Celiac Plexus Management
Because the celiac nerve plexus is embedded in the fibrous tissue surrounding the compressed artery, many patients with MALS have a component of visceral pain driven by plexus irritation. During surgical decompression, the celiac plexus may be selectively divided or ablated — a technique called neurolysis — to reduce centrally mediated abdominal pain. This additional step has been shown to improve outcomes in patients whose pain has a significant neuropathic component, particularly those with chronic, severe symptoms.
Multidisciplinary Evaluation & Conservative Management
For patients in whom the diagnosis remains uncertain, or in whom psychological factors contribute to symptom severity, a structured multidisciplinary evaluation — including gastroenterology, pain management, and nutrition — is completed before proceeding to surgery. Nutritional support, including supplemental feeding if needed, stabilizes weight and improves surgical risk. This careful, team-based approach ensures that patients who do undergo decompression have the best possible chance of a durable, meaningful recovery.
Frequently Asked Questions
Unfortunately, MALS is frequently misdiagnosed or overlooked for years. The average patient has seen multiple specialists — gastroenterologists, general surgeons, and internists — and undergone extensive GI workups before the vascular compression is identified. Awareness of the postprandial pain pattern, particularly in young women with unexplained weight loss and a normal GI evaluation, is the key to earlier identification. A duplex ultrasound by a vascular specialist with experience in MALS can often raise diagnostic suspicion quickly once the condition is considered.
Laparoscopic median arcuate ligament release is generally well tolerated in appropriately selected patients. The risks associated with any surgical procedure — including bleeding, infection, and anesthesia reactions — apply, but the minimally invasive approach has significantly reduced the recovery burden compared to open surgery. The specific risk of injury to the celiac artery or surrounding structures exists but is low in experienced hands. Our vascular surgeons have substantial experience with this procedure and review each patient’s anatomy carefully in advance.
Reported success rates for surgical decompression vary, reflecting the heterogeneity of patient selection. In well-selected patients — those with confirmed hemodynamic compression, classic postprandial symptoms, and a favorable response to celiac nerve block — symptom improvement rates of 70–85% are reported. Patients who have had symptoms for shorter durations and those without significant psychological comorbidities tend to have the best outcomes. Close follow-up after surgery, including repeat vascular imaging, is important to monitor for persistent or recurrent stenosis.

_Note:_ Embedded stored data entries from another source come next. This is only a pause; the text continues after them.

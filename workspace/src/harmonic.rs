use ndarray as nd;
use dvr1d::{ analyze::Analyzer, dvr::Dvr, units::{ self, Unit } };

// solve for the eigenstates of a 3000 cm⁻¹ harmonic oscillator

const MASS: f64 = 1.0; // mₑ
const OMEGA: f64 = 3000.0; // cm⁻¹
const NUM_STATES: usize = 5;

fn main() -> anyhow::Result<()> {
    let w: f64 = units::convert(OMEGA, Unit::Wavenumbers, true);
    let dvr = Dvr::new_range(
        (-50.0, 50.0, 0.1),
        |xk| 0.5 * MASS * w.powi(2) * xk.powi(2),
        MASS,
    )?
        .with_res_file("harmonic")
        .with_res_dir("output");
    let path = dvr.run()?;
    println!("wrote {}", path.display());

    let res = Analyzer::open(&path)?;
    let e: nd::Array1<f64> = units::convert(res.energies(), Unit::Wavenumbers, false);
    let x2 = res.grid().mapv(|xk| xk.powi(2));
    println!(" n       E (cm⁻¹)   expected      <x>          <x²>         σ(x)      r_e");
    for n in 0..NUM_STATES {
        println!(
            "{:2} {:14.6} {:10.1} {:+.3e} {:12.6} {:10.6} {:+.3}",
            n,
            e[n],
            OMEGA * (n as f64 + 0.5),
            Analyzer::exp_val(res.grid(), res.wfns(), n)?,
            res.state_exp_val(&x2, n)?,
            res.state_std_dev(n)?,
            res.state_re(n)?,
        );
    }
    println!("analytic σ(x) of ground state: {:.6}", (2.0 * MASS * w).recip().sqrt());
    Ok(())
}
use std::sync::Arc;

use spoofgate_core::error::Result;
use spoofgate_core::model::ProvisionRequest;

use super::store::PolicyStore;
use crate::config::{SpoofingConfig, SpoofingPlugin};

/// Hook run by the host pipeline over the networks of a new instance.
///
/// `Ok(())` tells the pipeline to continue. An error means the request was
/// rejected before evaluation and nothing in it was changed.
pub trait ProvisionHook: Send + Sync {
    fn apply(&self, req: &mut ProvisionRequest) -> Result<()>;
}

/// Marks `allow_ip_spoofing` on every network the account is allowed to
/// spoof on. Never rejects a request because of policy: unknown accounts and
/// unmatched networks are simply left alone.
#[derive(Debug, Clone)]
pub struct ProvisionFilter {
    store: Arc<PolicyStore>,
}

impl ProvisionFilter {
    pub fn new(store: Arc<PolicyStore>) -> Self {
        Self { store }
    }

    /// Compile a plugin config into a ready filter. Fails loudly on a bad table.
    pub fn from_config(cfg: &SpoofingConfig) -> Result<Self> {
        Ok(Self::new(Arc::new(PolicyStore::load(cfg)?)))
    }

    /// `None` when the host has the plugin disabled or does not list it.
    pub fn from_plugin(plugin: &SpoofingPlugin) -> Result<Option<Self>> {
        match plugin.config() {
            Some(cfg) => Self::from_config(cfg).map(Some),
            None => {
                tracing::info!(?plugin, "ip spoofing filter not installed");
                Ok(None)
            }
        }
    }

    pub fn store(&self) -> &PolicyStore {
        &self.store
    }

    /// Same decision as `apply`, on a copy; `req` is left untouched.
    pub fn annotate(&self, req: &ProvisionRequest) -> Result<ProvisionRequest> {
        let mut out = req.clone();
        self.apply(&mut out)?;
        Ok(out)
    }
}

impl ProvisionHook for ProvisionFilter {
    fn apply(&self, req: &mut ProvisionRequest) -> Result<()> {
        // Reject before touching any descriptor.
        let (account, req_id) = req.identity()?;
        tracing::debug!(%req_id, %account, "running ip spoofing filter");

        let permitted = self.store.permitted_networks(&account);
        tracing::trace!(%req_id, %account, networks = ?permitted, "permitted networks for account");
        if permitted.is_empty() {
            return Ok(());
        }

        for n in req.networks.iter_mut() {
            let Some(net) = n.effective_ref() else {
                continue;
            };
            let Some(id) = net.as_id() else {
                tracing::trace!(%req_id, network = ?net, "provision network id is not a uuid");
                continue;
            };
            tracing::trace!(%req_id, network = %id, "checking provision network");

            if permitted.contains(&id) {
                tracing::info!(%req_id, network = %id, %account, "network set spoofable for account");
                n.grant_ip_spoofing();
            }
        }
        Ok(())
    }
}
//! Provisioning request (JSON opts handed over by the host pipeline).

use serde::{Deserialize, Deserializer, Serialize};
use serde_json::{Map, Value};

use super::ids::{AccountId, NetworkId, RequestId};
use crate::error::{Result, SpoofGateError};

/// Account owning the instance being provisioned.
#[derive(Debug, Clone, PartialEq, Serialize, Deserialize)]
pub struct Account {
    pub uuid: AccountId,
    /// Remaining account attributes, passed through untouched.
    #[serde(flatten)]
    pub extra: Map<String, Value>,
}

impl Account {
    pub fn new(uuid: AccountId) -> Self {
        Self {
            uuid,
            extra: Map::new(),
        }
    }
}

/// Network identifier as the host sent it.
///
/// Anything that is not a UUID is kept verbatim so it round-trips to the host;
/// it can never match a policy entry.
#[derive(Debug, Clone, PartialEq, Serialize, Deserialize)]
#[serde(untagged)]
pub enum NetworkRef {
    Id(NetworkId),
    Opaque(Value),
}

impl NetworkRef {
    pub fn as_id(&self) -> Option<NetworkId> {
        match self {
            NetworkRef::Id(id) => Some(*id),
            NetworkRef::Opaque(_) => None,
        }
    }
}

impl From<NetworkId> for NetworkRef {
    fn from(id: NetworkId) -> Self {
        NetworkRef::Id(id)
    }
}

/// One candidate network attachment for the new instance.
#[derive(Debug, Clone, PartialEq, Default, Serialize, Deserialize)]
pub struct NetworkDescriptor {
    /// Primary network identifier.
    #[serde(
        default,
        deserialize_with = "network_ref",
        skip_serializing_if = "Option::is_none"
    )]
    pub uuid: Option<NetworkRef>,
    /// IPv4-specific identifier of a dual-stack network.
    #[serde(
        default,
        deserialize_with = "network_ref",
        skip_serializing_if = "Option::is_none"
    )]
    pub ipv4_uuid: Option<NetworkRef>,
    /// Privileged flag read by the network-virtualization layer.
    #[serde(default, skip_serializing_if = "Option::is_none")]
    pub allow_ip_spoofing: Option<bool>,
    /// Remaining descriptor attributes (mac, primary, ips...), passed through.
    #[serde(flatten)]
    pub extra: Map<String, Value>,
}

impl NetworkDescriptor {
    pub fn new(uuid: NetworkId) -> Self {
        Self {
            uuid: Some(uuid.into()),
            ..Self::default()
        }
    }

    pub fn with_ipv4_uuid(mut self, ipv4_uuid: NetworkId) -> Self {
        self.ipv4_uuid = Some(ipv4_uuid.into());
        self
    }

    /// Identifier the policy is matched against: the IPv4 identifier when
    /// present, the primary identifier otherwise.
    pub fn effective_ref(&self) -> Option<&NetworkRef> {
        self.ipv4_uuid.as_ref().or(self.uuid.as_ref())
    }

    /// `effective_ref` when it is a UUID.
    pub fn effective_id(&self) -> Option<NetworkId> {
        self.effective_ref().and_then(NetworkRef::as_id)
    }

    pub fn is_privileged(&self) -> bool {
        self.allow_ip_spoofing == Some(true)
    }

    pub fn grant_ip_spoofing(&mut self) {
        self.allow_ip_spoofing = Some(true);
    }
}

/// Per-invocation request: owner account, ordered NIC candidates, trace id.
///
/// `account` and `req_id` decode as optional so that a request missing them
/// can still be reported as `InvalidRequest` by the filter instead of failing
/// somewhere inside serde. `networks` must always be a sequence.
#[derive(Debug, Clone, PartialEq, Serialize, Deserialize)]
pub struct ProvisionRequest {
    #[serde(default, skip_serializing_if = "Option::is_none")]
    pub account: Option<Account>,
    pub networks: Vec<NetworkDescriptor>,
    #[serde(default, skip_serializing_if = "Option::is_none")]
    pub req_id: Option<RequestId>,
    #[serde(flatten)]
    pub extra: Map<String, Value>,
}

impl ProvisionRequest {
    pub fn new(account: AccountId, req_id: RequestId, networks: Vec<NetworkDescriptor>) -> Self {
        Self {
            account: Some(Account::new(account)),
            networks,
            req_id: Some(req_id),
            extra: Map::new(),
        }
    }

    /// Decode host opts from JSON text.
    pub fn from_json(s: &str) -> Result<Self> {
        serde_json::from_str(s)
            .map_err(|e| SpoofGateError::InvalidRequest(format!("invalid request json: {e}")))
    }

    /// Decode host opts from an already-parsed JSON value.
    pub fn from_value(v: Value) -> Result<Self> {
        serde_json::from_value(v)
            .map_err(|e| SpoofGateError::InvalidRequest(format!("invalid request: {e}")))
    }

    pub fn account_id(&self) -> Option<AccountId> {
        self.account.as_ref().map(|a| a.uuid)
    }

    /// Check the identifiers every evaluation needs.
    pub fn identity(&self) -> Result<(AccountId, RequestId)> {
        let account = self
            .account_id()
            .ok_or_else(|| SpoofGateError::InvalidRequest("missing account".into()))?;
        let req_id = self
            .req_id
            .ok_or_else(|| SpoofGateError::InvalidRequest("missing req_id".into()))?;
        Ok((account, req_id))
    }
}

/// `null`, absent and `""` all mean "no identifier". Never fails on the
/// value itself: non-UUID ids stay `Opaque`.
fn network_ref<'de, D>(de: D) -> std::result::Result<Option<NetworkRef>, D::Error>
where
    D: Deserializer<'de>,
{
    let raw: Option<Value> = Option::deserialize(de)?;
    Ok(match raw {
        None | Some(Value::Null) => None,
        Some(Value::String(s)) if s.is_empty() => None,
        Some(Value::String(s)) => Some(match s.parse::<NetworkId>() {
            Ok(id) => NetworkRef::Id(id),
            Err(_) => NetworkRef::Opaque(Value::String(s)),
        }),
        Some(other) => Some(NetworkRef::Opaque(other)),
    })
}
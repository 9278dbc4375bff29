//! Account → permitted networks table.
//!
//! Built once from `SpoofingConfig` at startup and never mutated afterwards;
//! share it via `Arc` across concurrent requests.

use std::collections::{BTreeSet, HashMap};

use spoofgate_core::error::{Result, SpoofGateError};
use spoofgate_core::model::{AccountId, NetworkId};

use crate::config::SpoofingConfig;

static NO_NETWORKS: BTreeSet<NetworkId> = BTreeSet::new();

#[derive(Debug, Clone, Default)]
pub struct PolicyStore {
    user_networks: HashMap<AccountId, BTreeSet<NetworkId>>,
}

impl PolicyStore {
    /// Validate and compile the plugin config. Every key must be an account
    /// UUID and every entry a network UUID; anything else fails the load.
    pub fn load(cfg: &SpoofingConfig) -> Result<Self> {
        let mut user_networks = HashMap::with_capacity(cfg.user_networks.len());

        for (account_s, networks_raw) in &cfg.user_networks {
            let account: AccountId = account_s.parse().map_err(|e| {
                SpoofGateError::Config(format!("user_networks: invalid account uuid {account_s:?}: {e}"))
            })?;

            let mut networks = BTreeSet::new();
            for n in networks_raw {
                let id: NetworkId = n.parse().map_err(|e| {
                    SpoofGateError::Config(format!(
                        "user_networks[{account_s}]: invalid network uuid {n:?}: {e}"
                    ))
                })?;
                networks.insert(id);
            }

            // Keys differing only in case collapse onto the same account.
            user_networks
                .entry(account)
                .or_insert_with(BTreeSet::new)
                .extend(networks);
        }

        let store = Self { user_networks };
        tracing::info!(
            accounts = store.user_networks.len(),
            networks = store.user_networks.values().map(BTreeSet::len).sum::<usize>(),
            "ip spoofing policy loaded"
        );
        Ok(store)
    }

    /// Networks on which `account` may spoof; empty for unknown accounts.
    pub fn permitted_networks(&self, account: &AccountId) -> &BTreeSet<NetworkId> {
        self.user_networks.get(account).unwrap_or(&NO_NETWORKS)
    }

    pub fn is_permitted(&self, account: &AccountId, network: &NetworkId) -> bool {
        self.permitted_networks(account).contains(network)
    }

    pub fn account_count(&self) -> usize {
        self.user_networks.len()
    }

    pub fn is_empty(&self) -> bool {
        self.user_networks.values().all(BTreeSet::is_empty)
    }
}
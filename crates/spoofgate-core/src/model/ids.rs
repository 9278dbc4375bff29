use std::fmt;
use std::str::FromStr;

use serde::{Deserialize, Serialize};
use uuid::Uuid;

macro_rules! uuid_id {
    ($(#[$meta:meta])* $name:ident) => {
        $(#[$meta])*
        #[derive(Debug, Clone, Copy, PartialEq, Eq, Hash, PartialOrd, Ord, Serialize, Deserialize)]
        #[serde(transparent)]
        pub struct $name(Uuid);

        impl $name {
            pub const fn from_uuid(id: Uuid) -> Self {
                Self(id)
            }

            pub fn as_uuid(&self) -> &Uuid {
                &self.0
            }
        }

        impl From<Uuid> for $name {
            fn from(id: Uuid) -> Self {
                Self(id)
            }
        }

        impl FromStr for $name {
            type Err = uuid::Error;

            fn from_str(s: &str) -> std::result::Result<Self, Self::Err> {
                Uuid::parse_str(s).map(Self)
            }
        }

        impl fmt::Display for $name {
            fn fmt(&self, f: &mut fmt::Formatter<'_>) -> fmt::Result {
                // hyphenated lowercase, same as the host emits
                fmt::Display::fmt(&self.0.hyphenated(), f)
            }
        }
    };
}

uuid_id!(
    /// Tenant account under which instances are provisioned.
    AccountId
);
uuid_id!(
    /// Logical network a NIC attaches to.
    NetworkId
);
uuid_id!(
    /// Per-request trace identifier assigned by the host.
    RequestId
);
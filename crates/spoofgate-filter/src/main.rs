//! spoofgate-filter: offline evaluation of the ip spoofing filter.
//!
//! Prints the annotated request on stdout. Logs go to stderr (`RUST_LOG`).

use std::io::{self, Read};
use std::path::{Path, PathBuf};
use std::process::ExitCode;

use clap::Parser;
use tracing_subscriber::{fmt, EnvFilter};

use spoofgate_core::error::{Result, SpoofGateError};
use spoofgate_core::model::ProvisionRequest;
use spoofgate_filter::{config, ProvisionFilter, ProvisionHook};

#[derive(Parser)]
#[command(name = "spoofgate-filter")]
#[command(version)]
#[command(about = "Apply the allow_ip_spoofing policy to a provisioning request", long_about = None)]
struct Args {
    /// Host plugin list (JSON array) or a bare plugin config
    config: PathBuf,

    /// Provisioning opts as JSON; read from stdin when omitted
    request: Option<PathBuf>,
}

fn main() -> ExitCode {
    fmt()
        .with_env_filter(EnvFilter::from_default_env())
        .with_writer(io::stderr)
        .init();

    // clap exits with 2 on usage errors; the host contract is 1.
    let args = match Args::try_parse() {
        Ok(args) => args,
        Err(e) if e.use_stderr() => {
            let _ = e.print();
            return ExitCode::FAILURE;
        }
        Err(e) => {
            // --help / --version
            let _ = e.print();
            return ExitCode::SUCCESS;
        }
    };

    match run(&args.config, args.request.as_deref()) {
        Ok(out) => {
            println!("{out}");
            ExitCode::SUCCESS
        }
        Err(e) => {
            tracing::error!(code = e.code().as_str(), error = %e, "evaluation failed");
            ExitCode::FAILURE
        }
    }
}

fn run(cfg_path: &Path, req_path: Option<&Path>) -> Result<String> {
    let plugin = config::load_any_from_file(cfg_path)?;
    let filter = ProvisionFilter::from_plugin(&plugin)?;

    let raw = match req_path {
        Some(p) => std::fs::read_to_string(p).map_err(|e| {
            SpoofGateError::InvalidRequest(format!("read request failed ({}): {e}", p.display()))
        })?,
        None => {
            let mut s = String::new();
            io::stdin()
                .read_to_string(&mut s)
                .map_err(|e| SpoofGateError::InvalidRequest(format!("read stdin failed: {e}")))?;
            s
        }
    };

    let mut req = ProvisionRequest::from_json(&raw)?;
    if let Some(f) = &filter {
        f.apply(&mut req)?;
    }

    serde_json::to_string_pretty(&req)
        .map_err(|e| SpoofGateError::InvalidRequest(format!("encode request failed: {e}")))
}
//! Single-dependency entry point for hosts embedding the ip spoofing filter.
//!
//! `core` carries the request model and errors, `filter` the config loaders,
//! `PolicyStore` and `ProvisionFilter`.

pub mod core {
    pub use spoofgate_core::*;
}

pub mod filter {
    pub use spoofgate_filter::*;
}
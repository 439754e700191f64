use std::env::VarError;

use log::debug;

use crate::utils::{self, Integer};
use crate::InputError;

/// Environment variable read by the `env` source
pub const DEFAULT_ENV_VAR: &str = "n";

/// Reads `n` from the named variable. `lookup` is normally `std::env::var`.
pub fn read_n<F>(var: &str, lookup: F) -> Result<Integer, InputError>
where
    F: Fn(&str) -> Result<String, VarError>,
{
    match lookup(var) {
        Ok(value) => {
            debug!("environment variable '{}' = {:?}", var, value);
            utils::parse_int(&value)
        }
        Err(VarError::NotPresent) => Err(InputError::Missing(format!(
            "environment variable '{}'",
            var
        ))),
        Err(VarError::NotUnicode(_)) => Err(InputError::Missing(format!(
            "environment variable '{}' (not valid unicode)",
            var
        ))),
    }
}

#[cfg(test)]
mod tests {
    use super::*;
    use assert_matches::assert_matches;
    use std::collections::HashMap;
    use std::ffi::OsString;

    fn env_of(pairs: &[(&str, &str)]) -> impl Fn(&str) -> Result<String, VarError> {
        let vars: HashMap<String, String> = pairs
            .iter()
            .map(|(k, v)| (k.to_string(), v.to_string()))
            .collect();
        move |name| vars.get(name).cloned().ok_or(VarError::NotPresent)
    }

    #[test]
    fn reads_named_variable() {
        assert_eq!(read_n("n", env_of(&[("n", "12")])), Ok(Integer::from(12)));
        assert_eq!(
            read_n("N_VALUE", env_of(&[("N_VALUE", " -9 ")])),
            Ok(Integer::from(-9))
        );
    }

    #[test]
    fn forty_digit_value() {
        let forty_twos = "2".repeat(40);
        let n = read_n("n", env_of(&[("n", forty_twos.as_str())])).unwrap();
        assert_eq!(n.as_str(), forty_twos);
        assert!(n.is_even());
    }

    #[test]
    fn unset_variable_is_missing() {
        assert_matches!(read_n("n", env_of(&[("m", "2")])), Err(InputError::Missing(_)));
        assert_matches!(
            read_n("n", |_: &str| Err(VarError::NotUnicode(OsString::from("x")))),
            Err(InputError::Missing(_))
        );
    }

    #[test]
    fn non_numeric_value_is_rejected() {
        assert_matches!(
            read_n("n", env_of(&[("n", "four")])),
            Err(InputError::NotAnInteger(_))
        );
        assert_matches!(read_n("n", env_of(&[("n", "")])), Err(InputError::NotAnInteger(_)));
    }
}
use anyhow::Context;
use clap::{Args, Parser, Subcommand};
use env_logger::Env;
use glue_trigger::{env_var, job_args, payload, Decision, OutputArgs};
use log::info;
use std::io;

#[derive(Parser)]
#[command(version, about, long_about = None)]
#[command(propagate_version = true)]
struct Cli {
    #[command(subcommand)]
    command: Commands,
}

#[derive(Subcommand)]
enum Commands {
    /// Read n from a JSON payload such as '{"n": 4}'
    Payload(PayloadArgs),
    /// Read n from an environment variable
    Env(EnvArgs),
    /// Resolve n from a job argument list carrying --n <value>
    JobArgs(ResolvedJobArgs),
}

#[derive(Args, Debug)]
struct PayloadArgs {
    event: Option<String>,
    #[clap(long = "payload-key", default_value = payload::DEFAULT_PAYLOAD_KEY)]
    payload_key: String,
    #[command(flatten)]
    output: OutputArgs,
}

#[derive(Args, Debug)]
struct EnvArgs {
    #[clap(long = "var", default_value = env_var::DEFAULT_ENV_VAR)]
    var: String,
    #[command(flatten)]
    output: OutputArgs,
}

#[derive(Args, Debug)]
struct ResolvedJobArgs {
    #[clap(long = "option", default_value = job_args::DEFAULT_JOB_OPTION)]
    option: String,
    #[command(flatten)]
    output: OutputArgs,
    /// Job arguments as passed by the runner, after `--`
    #[arg(last = true, allow_hyphen_values = true)]
    args: Vec<String>,
}

fn main() -> anyhow::Result<()> {
    env_logger::Builder::from_env(Env::default().default_filter_or("warn")).init();

    let cli = Cli::parse();

    let (input, output) = match &cli.command {
        Commands::Payload(args) => {
            info!("Reading n from payload argument");
            (
                payload::read_n(args.event.as_deref(), &args.payload_key),
                &args.output,
            )
        }
        Commands::Env(args) => {
            info!("Reading n from environment variable '{}'", args.var);
            (env_var::read_n(&args.var, |var| std::env::var(var)), &args.output)
        }
        Commands::JobArgs(args) => {
            info!("Resolving n from {} job arguments", args.args.len());
            (job_args::read_n(&args.args, &args.option), &args.output)
        }
    };

    let decision =
        Decision::from_input(input, output.policy).context("No valid 'n' provided")?;

    let stdout = io::stdout();
    glue_trigger::run(&decision, output, &mut stdout.lock())
        .context("Failed to write step output")?;

    Ok(())
}
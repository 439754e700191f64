use std::fmt;

use serde_json::Value;

use crate::InputError;

/// Digit separator accepted between two digits, e.g. `4_000`
pub const DIGIT_SEPARATOR: char = '_';

/// An integer of any size, kept as its canonical decimal text: no `+`, no
/// separators, no leading zeros and never `-0`.
#[derive(Debug, Clone, PartialEq, Eq)]
pub struct Integer(String);

impl Integer {
    pub fn is_even(&self) -> bool {
        matches!(
            self.0.as_bytes().last(),
            Some(b'0' | b'2' | b'4' | b'6' | b'8')
        )
    }

    pub fn as_str(&self) -> &str {
        &self.0
    }

    fn from_parts(negative: bool, digits: &str) -> Self {
        let magnitude = digits.trim_start_matches('0');
        if magnitude.is_empty() {
            Integer("0".to_string())
        } else if negative {
            Integer(format!("-{}", magnitude))
        } else {
            Integer(magnitude.to_string())
        }
    }
}

impl From<i64> for Integer {
    fn from(n: i64) -> Self {
        Integer(n.to_string())
    }
}

impl fmt::Display for Integer {
    fn fmt(&self, f: &mut fmt::Formatter<'_>) -> fmt::Result {
        f.write_str(&self.0)
    }
}

/// Parses a decimal integer literal of any length.
///
/// Surrounding whitespace is ignored and a single leading `+` or `-` is allowed.
/// Underscores may separate digits but never lead, trail or repeat.
pub fn parse_int(text: &str) -> Result<Integer, InputError> {
    let not_an_integer = || InputError::NotAnInteger(text.to_string());

    let trimmed = text.trim();
    let (negative, body) = match trimmed.strip_prefix('-') {
        Some(rest) => (true, rest),
        None => (false, trimmed.strip_prefix('+').unwrap_or(trimmed)),
    };

    let mut digits = String::with_capacity(body.len());
    let mut previous: Option<char> = None;
    for ch in body.chars() {
        match ch {
            '0'..='9' => digits.push(ch),
            DIGIT_SEPARATOR if matches!(previous, Some('0'..='9')) => {}
            _ => return Err(not_an_integer()),
        }
        previous = Some(ch);
    }
    // empty body or a dangling separator
    if !matches!(previous, Some('0'..='9')) {
        return Err(not_an_integer());
    }

    Ok(Integer::from_parts(negative, &digits))
}

/// Accepts only JSON integers, whatever their size. Floats and strings are
/// rejected even when they look numeric.
///
/// Booleans are rejected on purpose: `true` is not a count.
pub fn int_from_json(value: &Value) -> Result<Integer, InputError> {
    let number = match value {
        Value::Number(number) => number,
        other => return Err(InputError::PayloadNotInteger(other.to_string())),
    };

    // the literal text as written in the payload
    let literal = number.to_string();
    let (negative, digits) = match literal.strip_prefix('-') {
        Some(rest) => (true, rest),
        None => (false, literal.as_str()),
    };
    if digits.is_empty() || !digits.bytes().all(|b| b.is_ascii_digit()) {
        return Err(InputError::PayloadNotInteger(literal));
    }

    Ok(Integer::from_parts(negative, digits))
}
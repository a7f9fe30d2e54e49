pub mod entities;
pub mod repositories;
pub mod services;
pub mod specification;
pub mod value_objects;

// Re-exports for easy access
pub use entities::planet::{NewPlanet, Planet};
pub use repositories::planet_repository::PlanetRepository;
pub use services::appearance_matcher::AppearanceMatcher;
pub use specification::PlanetSpecification;
pub use value_objects::{AppearanceCandidate, EnrichmentOutcome};
use crate::modules::planet::domain::PlanetSpecification;
use crate::shared::application::pagination::PaginationParams;

/// Filtered, paginated planet listing
#[derive(Debug, Clone, Default, PartialEq, Eq)]
pub struct ListPlanetsQuery {
    pub id: Option<i64>,
    pub name: Option<String>,
    pub pagination: PaginationParams,
}

impl ListPlanetsQuery {
    pub fn new(id: Option<i64>, name: Option<String>, pagination: PaginationParams) -> Self {
        Self {
            id,
            name,
            pagination,
        }
    }

    pub fn specification(&self) -> PlanetSpecification {
        PlanetSpecification::by_name(self.name.clone()).and(PlanetSpecification::by_id(self.id))
    }
}
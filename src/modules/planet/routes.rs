//! Planet endpoints.

use axum::extract::rejection::{JsonRejection, QueryRejection};
use axum::extract::{OriginalUri, Path, Query, State};
use axum::http::StatusCode;
use axum::routing::get;
use axum::{Json, Router};

use super::application::{
    CreatePlanetRequest, FindPlanetQuery, ListPlanetsParams, PlanetResponse,
};
use crate::shared::application::pagination::PaginatedResult;
use crate::shared::errors::{ApiError, AppError};
use crate::state::AppState;

/// Planet route group.
pub fn routes() -> Router<AppState> {
    Router::new()
        .route("/planets", get(list_planets).post(create_planet))
        .route("/planets/:key", get(get_planet))
}

/// `POST /planets`
pub async fn create_planet(
    State(state): State<AppState>,
    OriginalUri(uri): OriginalUri,
    payload: Result<Json<CreatePlanetRequest>, JsonRejection>,
) -> Result<(StatusCode, Json<PlanetResponse>), ApiError> {
    let path = uri.path();

    let Json(request) =
        payload.map_err(|e| ApiError::new(AppError::validation(e.body_text()), path))?;
    let command = request.validate().map_err(|e| ApiError::new(e, path))?;

    let result = state
        .planet_service
        .create_planet(command)
        .await
        .map_err(|e| ApiError::new(e, path))?;

    Ok((StatusCode::CREATED, Json(result.planet.into())))
}

/// `GET /planets/{key}` where `key` is an id when it parses as one, a name otherwise
pub async fn get_planet(
    State(state): State<AppState>,
    OriginalUri(uri): OriginalUri,
    Path(key): Path<String>,
) -> Result<Json<PlanetResponse>, ApiError> {
    let planet = state
        .planet_service
        .find_planet(FindPlanetQuery::from_key(&key))
        .await
        .map_err(|e| ApiError::new(e, uri.path()))?;

    Ok(Json(planet.into()))
}

/// `GET /planets?id=&name=&page=&size=`
pub async fn list_planets(
    State(state): State<AppState>,
    OriginalUri(uri): OriginalUri,
    params: Result<Query<ListPlanetsParams>, QueryRejection>,
) -> Result<Json<PaginatedResult<PlanetResponse>>, ApiError> {
    let path = uri.path();

    let Query(params) =
        params.map_err(|e| ApiError::new(AppError::validation(e.body_text()), path))?;
    let query = params.into_query().map_err(|e| ApiError::new(e, path))?;

    let page = state
        .planet_service
        .list_planets(query)
        .await
        .map_err(|e| ApiError::new(e, path))?;

    Ok(Json(page.map(PlanetResponse::from)))
}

Recurrence of ligament compression after complete surgical division is uncommon. However, residual stenosis due to scar tissue formation or intrinsic arterial disease can develop in a subset of patients. In these cases, balloon angioplasty or stenting of the celiac artery can be performed as a secondary intervention. Regular surveillance with duplex ultrasound in the months following surgery allows our team to detect and address any recurrent narrowing before symptoms return.